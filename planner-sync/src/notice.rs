//! Non-blocking failure notices for the UI

use planner_board::{DropTicket, SyncKey};
use serde::{Deserialize, Serialize};
use tokio::sync::broadcast;
use tracing::trace;

#[derive(Debug, Clone, PartialEq, Eq, Serialize, Deserialize)]
#[serde(tag = "notice", rename_all = "snake_case")]
pub enum SyncNotice {
    /// A server call failed; the local order was kept and `stale` should be
    /// refetched
    CallFailed {
        ticket: DropTicket,
        call: SyncKey,
        stale: SyncKey,
        message: String,
    },
    /// Every call of a drop finished or was superseded
    DropSettled { ticket: DropTicket, failed: usize },
}

/// Broadcasts [`SyncNotice`]s to any number of subscribers
#[derive(Debug, Clone)]
pub struct NoticeSender {
    sender: broadcast::Sender<SyncNotice>,
}

impl NoticeSender {
    /// Create a sender and a first receiver
    pub fn new(buffer_size: usize) -> (Self, broadcast::Receiver<SyncNotice>) {
        let (sender, receiver) = broadcast::channel(buffer_size.max(1));
        (Self { sender }, receiver)
    }

    pub fn subscribe(&self) -> broadcast::Receiver<SyncNotice> {
        self.sender.subscribe()
    }

    /// Send to current subscribers. Having none is not an error.
    pub fn send(&self, notice: SyncNotice) {
        if self.sender.send(notice).is_err() {
            trace!("no notice subscribers");
        }
    }
}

▸ **Task**: Which lines of the data include the string "trace"? Find them and copy each one.

▸ **Output for this task**:
use tracing::trace;
            trace!("no notice subscribers");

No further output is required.